V2 = {1: V21, 2: V22, 3: V23}
Associate the availability conditions with the alternatives.
av = {1: TRAIN_AV_SP, 2: SM_AV, 3: CAR_AV_SP}
The choice model is a discrete mixture of logit, with availability conditions
prob1 = models.logit(V1, av, CHOICE)
prob2 = models.logit(V2, av, CHOICE)
prob = PROB_CLASS1 * prob1 + PROB_CLASS2 * prob2
logprob = log(prob)
Create the Biogeme object
the_biogeme = bio.BIOGEME(database, logprob)
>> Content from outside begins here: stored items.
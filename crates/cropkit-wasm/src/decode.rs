//! Image decoding WASM bindings.
//!
//! Embeddings that hold raw file bytes (from a picker or drag-and-drop) can
//! decode them here instead of shipping their own decoder.

use cropkit_core::raster;
use wasm_bindgen::prelude::*;

use crate::types::JsSourceImage;

/// Decode JPEG or PNG bytes, baking the EXIF orientation into the pixels.
///
/// # Arguments
///
/// * `bytes` - the encoded file bytes as a `Uint8Array`
///
/// # Returns
///
/// A `JsSourceImage` with upright RGB pixel data, or an error if the bytes
/// are not a supported image or are corrupted.
///
/// # Example (TypeScript)
///
/// ```typescript
/// const bytes = new Uint8Array(await file.arrayBuffer());
/// const image = decode_image(bytes);
/// const session = new JsCropSession(image.width, image.height, 0, 5.0, false, 4.0);
/// ```
#[wasm_bindgen]
pub fn decode_image(bytes: &[u8]) -> Result<JsSourceImage, JsValue> {
    raster::decode_image(bytes)
        .map(JsSourceImage::from_source)
        .map_err(|e| JsValue::from_str(&e.to_string()))
}

/// Decode JPEG or PNG bytes without applying EXIF orientation.
///
/// Pair this with [`get_orientation`] when the orientation should be handed
/// to `JsCropSession.crop` instead of baked in up front.
#[wasm_bindgen]
pub fn decode_image_unoriented(bytes: &[u8]) -> Result<JsSourceImage, JsValue> {
    raster::decode_image_unoriented(bytes)
        .map(JsSourceImage::from_source)
        .map_err(|e| JsValue::from_str(&e.to_string()))
}

/// Read the EXIF orientation value (1-8) from encoded image bytes.
///
/// Returns 1 (upright) when no EXIF data is present or readable.
#[wasm_bindgen]
pub fn get_orientation(bytes: &[u8]) -> u32 {
    raster::orientation_from_bytes(bytes) as u32
}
the_biogeme.modelName = 'b07discrete_mixture'
Estimate the parameters
results = the_biogeme.estimate()
print(results.short_summary())
Results for model b07discrete_mixture
Nbr of parameters: 5
Sample size: 6768
Excluded data: 3960
Final log likelihood: -5208.498
Akaike Information Criterion: 10427
Bayesian Information Criterion: 10461.1
pandas_results = results.get_estimated_parameters()
pandas_results
Total running time of the script: (0 minutes 0.721 seconds)